When I first requested a copy of The Wind in the Wall by Sally Gardner to review, it was mostly because it seemed an intriguing picture book – its’ cover is stunning, dark and deeply detailed. It looked and sounded like a picture book for older readers, which is something I’m always on the lookout for.
I wasn’t disappointed.
Set in the eighteenth century, in an English manor owned by a Duke determined to have his gardeners grow the perfect pineapple (in spite of the uncooperative environment). The head gardener tries everything he can to grow the pineapples, but all his efforts are in vain until the Duke brings in an outsider who can miraculously produce the fruit. Upset at having been upstaged, the gardener tries to uncover the secrets of the newcomer and discovers that secrets and wishes can be unexpected.

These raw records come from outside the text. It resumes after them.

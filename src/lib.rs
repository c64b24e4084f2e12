//! # remote-exec
//!
//! Lightweight HTTP endpoint for running one-shot commands on a host.
//!
//! Each request describes either a program with literal arguments or a
//! single shell line. The command runs as a child process under a
//! wall-clock timeout, its stdout and stderr are captured separately, and
//! the outcome comes back as one JSON document.
//!
//! ## Features
//!
//! - **Two execution modes**: argv (no shell) or `bash -lc` (pipes, globbing)
//! - **Bounded runs**: timed-out children are killed and reported as exit 124
//! - **Structured results**: exit code, output, duration, and failure reason
//! - **Lightweight**: axum + tokio, no persistent state
//!
//! ## Security
//!
//! Requests run arbitrary programs with the privileges of the server
//! process. There is no authentication, allowlist or sandbox; bind to a
//! trusted interface only.
//!
//! ## Quick Start
//!
//! ```no_run
//! use remote_exec::{CommandExecutor, ExecSpec};
//!
//! #[tokio::main]
//! async fn main() {
//!     remote_exec::logging::try_init().ok();
//!
//!     let executor = CommandExecutor::default();
//!     let result = executor.execute(&ExecSpec::argv("echo", ["hi"])).await;
//!
//!     println!("exit {} in {:?}: {}", result.exit_code, result.duration, result.stdout);
//! }
//! ```

pub mod api;
pub mod cli;
pub mod config;
pub mod error;
pub mod execution;
pub mod logging;

// Re-export commonly used types
pub use error::{RemoteExecError, Result};
pub use execution::{
    CommandExecutor, ExecMode, ExecSpec, ExecStatus, ExecutionResult, ExecutorConfig,
};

I can’t say I expected this book to be exactly what it was, and so I was pleasantly surprised by this dark tale of the power (and unreliableness) of wishes. Told from the perspective of the gardener, despairing at his lack of success at his task, and growing resentful of his failures and loss of standing, it’s very telling of how people react in situations of great personal stress.
The highlight for me, aside from Gardner’s lyrical writing, is definitely the artwork by Rovina Cai. I’ve read a few books now featuring her illustrations, and The Wind in the Walls has the same haunting quality. With a limited colour palette that brings to life a time long past, the story a bleak look at an impossible task.
Overall, this was a beautifully illustrated cautionary tale about being careful what you wish for and I enjoyed it a lot.